On the call, @martijnr described requesting change reasons when non-blank values are changed as a crude stand-in for requesting change reasons when a previously-set value is changed. That’s correct, though it’s not clear to me that requesting reasons for changes to previously-set value is much better.

Tracking whether each field has ever been set (“pristine status”) is possible. Then explanations for changes could be requested when changes are made to non-pristine values regardless of whether the new value is blank or not.

I believe this would lead to the following two differences when compared to what is currently written in the spec:

Changes to default values would not require explanations because they are pristine
In a case where the user blanks a value and then sets it again, explanations would be requested both when blanking the value and when it is set again (even if immediately after).

I’m not entirely sure that those are improvements. In the default case, I can see it either way. In the blanked to non-blank case, requesting two reasons (one for clearing the value and one for re-entering a value) seems like it would generally be redundant.

Tracking pristine status would add complexity and possibly have performance implications. I think it would need to provide clear user benefit for it to be worthwhile.

Am I underestimating the importance of the blanked to non-blank case?

See my previous post for more on why I think the blanked to non-blank case is uncommon and above for why I think suggested ways to address it are not much better or have other downsides. But am I underestimating its importance and/or overblowing the challenges with the alternatives? @aurdipas, is it possible you reacted really strongly to this because the wording in the limitation section made it sound like no change reason was asked for at all in that case?

When to log events when there are multiple questions on a screen

As @Xiphware has pointed out in his recent post and @martijnr highlighted in the doc, it’s not as clear when question events should be logged when there are several questions on a page and especially when some question types can be updated continuously.

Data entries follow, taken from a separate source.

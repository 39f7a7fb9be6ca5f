use clap::{Parser, Subcommand};
use rpc_reactor::config::Settings;
use rpc_reactor::{
    BridgeResult, CallRegistry, MemChannel, ReadDecision, Reactor, RunMode, Scheduler, Status,
    StreamCallbacks, StreamReactor, UnaryReactor,
};
use std::path::PathBuf;
use std::process::ExitCode;
use std::sync::{Arc, Weak};

const LIST_FEATURES: &str = "ListFeatures";
const GET_FEATURE: &str = "GetFeature";

/// Drive reactor-based RPC calls through a single-threaded scheduler
#[derive(Parser)]
#[command(name = "rpc-reactor")]
#[command(version)]
#[command(about = "Drive reactor-based RPC calls through a single-threaded scheduler")]
struct Cli {
    #[command(subcommand)]
    command: Commands,
}

#[derive(Subcommand)]
enum Commands {
    /// Stream features one at a time, then fetch the last one with a unary call
    Demo {
        /// Number of features the stream produces
        #[arg(long, default_value_t = 5)]
        items: u32,

        /// Transport latency per response, overriding the settings file
        #[arg(long)]
        latency_ms: Option<u64>,

        /// Cancel the stream after the second feature
        #[arg(long)]
        cancel: bool,

        /// Settings file (default: $XDG_CONFIG_HOME/rpc-reactor/rpc-reactor.toml)
        #[arg(long)]
        config: Option<PathBuf>,
    },
    /// Print the effective settings as TOML
    PrintConfig {
        /// Settings file (default: $XDG_CONFIG_HOME/rpc-reactor/rpc-reactor.toml)
        #[arg(long)]
        config: Option<PathBuf>,
    },
}

#[derive(Debug, Clone)]
struct Feature {
    id: u32,
    name: String,
}

impl Feature {
    fn new(id: u32) -> Self {
        Self {
            id,
            name: format!("feature-{id}"),
        }
    }
}

fn main() -> ExitCode {
    let cli = Cli::parse();

    let result = match cli.command {
        Commands::Demo {
            items,
            latency_ms,
            cancel,
            config,
        } => Settings::load_or_default(config.as_deref()).and_then(|mut settings| {
            if let Some(latency_ms) = latency_ms {
                settings.transport.latency_ms = latency_ms;
            }
            init_logging(&settings);
            run_demo(&settings, items, cancel)
        }),
        Commands::PrintConfig { config } => Settings::load_or_default(config.as_deref())
            .and_then(|settings| settings.to_toml_string())
            .map(|rendered| print!("{rendered}")),
    };

    match result {
        Ok(()) => ExitCode::SUCCESS,
        Err(e) => {
            eprintln!("Error: {}", e);
            ExitCode::FAILURE
        }
    }
}

fn init_logging(settings: &Settings) {
    let env = env_logger::Env::default().default_filter_or(settings.logging.filter.clone());
    env_logger::Builder::from_env(env).init();
}

fn run_demo(settings: &Settings, items: u32, cancel: bool) -> BridgeResult<()> {
    let scheduler = Arc::new(Scheduler::new(settings.scheduler.clone()));
    let registry: Arc<CallRegistry<&'static str>> = Arc::new(CallRegistry::new());
    let channel = MemChannel::new(&settings.transport)?;

    let list_features =
        channel.stream(|limit: u32| Ok((1..=limit).map(Feature::new).collect::<Vec<_>>()));
    let get_feature = channel.unary(|id: u32| {
        if id == 0 {
            Err(Status::not_found("feature 0 does not exist"))
        } else {
            Ok(Feature::new(id))
        }
    });

    // Stream items: take each one, which also resumes the stream.
    let mut received = 0u32;
    scheduler.register_handler("ListFeaturesOnItem", move |event| {
        let Some(reactor) = event.payload::<StreamReactor<Feature>>() else {
            return Err("ListFeaturesOnItem without a stream reactor".into());
        };
        if let Some(feature) = reactor.take_response() {
            received += 1;
            log::info!(
                target: "rpc_reactor::demo::list_features",
                "Received {} ({}/{})",
                feature.name,
                feature.id,
                items
            );
        }
        if cancel && received == 2 {
            log::info!(target: "rpc_reactor::demo::list_features", "Cancelling stream");
            reactor.try_cancel();
        }
        Ok(())
    })?;

    // Stream end: release the key, then issue the unary call.
    {
        let registry = registry.clone();
        let sender = scheduler.sender();
        scheduler.register_handler("ListFeaturesOnEnd", move |event| {
            if let Some(call_id) = event.call_id() {
                registry.release_call(&LIST_FEATURES, call_id);
            }
            let status = event
                .payload::<StreamReactor<Feature>>()
                .and_then(|reactor| reactor.status())
                .unwrap_or_else(|| Status::internal("stream ended without status"));
            log::info!(
                target: "rpc_reactor::demo::list_features",
                "Stream finished: {}",
                status
            );

            let slot = registry.try_acquire(GET_FEATURE)?;
            let sender = sender.clone();
            let reactor = Arc::new(UnaryReactor::<Feature>::new(move |reactor| {
                if let Err(err) = sender.enqueue_call("GetFeatureOnDone", reactor) {
                    log::warn!(target: "rpc_reactor::demo::get_feature", "{}", err);
                }
            }));
            reactor.start(&get_feature, items)?;
            slot.occupy(reactor);

            if let Err(err) = registry.try_acquire(GET_FEATURE) {
                log::info!(
                    target: "rpc_reactor::demo::get_feature",
                    "Second request rejected: {}",
                    err
                );
            }
            Ok(())
        })?;
    }

    // Unary completion: report and stop the loop.
    {
        let registry = registry.clone();
        let scheduler_ref: Weak<Scheduler> = Arc::downgrade(&scheduler);
        scheduler.register_handler("GetFeatureOnDone", move |event| {
            if let Some(call_id) = event.call_id() {
                registry.release_call(&GET_FEATURE, call_id);
            }
            if let Some(reactor) = event.payload::<UnaryReactor<Feature>>() {
                match reactor.take_response() {
                    Some(feature) => log::info!(
                        target: "rpc_reactor::demo::get_feature",
                        "Fetched {:?}",
                        feature
                    ),
                    None => log::warn!(
                        target: "rpc_reactor::demo::get_feature",
                        "Fetch failed: {}",
                        reactor
                            .status()
                            .unwrap_or_else(|| Status::internal("no status"))
                    ),
                }
            }
            if let Some(scheduler) = scheduler_ref.upgrade() {
                scheduler.halt();
            }
            Ok(())
        })?;
    }

    let slot = registry.try_acquire(LIST_FEATURES)?;
    let item_sender = scheduler.sender();
    let end_sender = scheduler.sender();
    let callbacks = StreamCallbacks::new(
        move |reactor, _: &Feature| {
            if let Err(err) = item_sender.enqueue_call("ListFeaturesOnItem", reactor) {
                log::warn!(target: "rpc_reactor::demo::list_features", "{}", err);
            }
            ReadDecision::Hold
        },
        move |reactor| {
            if let Err(err) = end_sender.enqueue_call("ListFeaturesOnEnd", reactor) {
                log::warn!(target: "rpc_reactor::demo::list_features", "{}", err);
            }
        },
    );
    let stream = Arc::new(StreamReactor::new(callbacks));
    stream.start(&list_features, items)?;
    let call_id = slot.occupy(stream);
    log::info!(
        target: "rpc_reactor::demo",
        "Started {} as call {}",
        LIST_FEATURES,
        call_id
    );

    scheduler.run(RunMode::Blocking)?;

    let cancelled = registry.cancel_all();
    log::info!(
        target: "rpc_reactor::demo",
        "Demo finished ({} call(s) still live)",
        cancelled
    );
    Ok(())
}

This affects all audit features and not this one specifically. Currently, Collect defines the start and end times of question events from within field lists as the times when the field list is entered and exited, respectively. This definitely needs to be improved, but I don’t see a reason for it to block this spec.

I propose we make separate decisions on this, possibly for each question type separately, as other clients get ready to implement the audit log features.

Study design standards

On the call, @martijnr also asked about study design standards. See bullet 2 in the original feature description for an example. One thing I’ve understood from @dr_michaelmarks (correct me if I’m getting this wrong) is that protocols and training are more important than tech.

That is, the technology has to make it possible to collect things like user identifiers and reasons for change but beyond that, a robust protocol with things like independent oversight go a long way in determining whether an approach is standards compliant. It’s possible to design a bad protocol with great tech or to design a great protocol with limited tech (e.g. paper).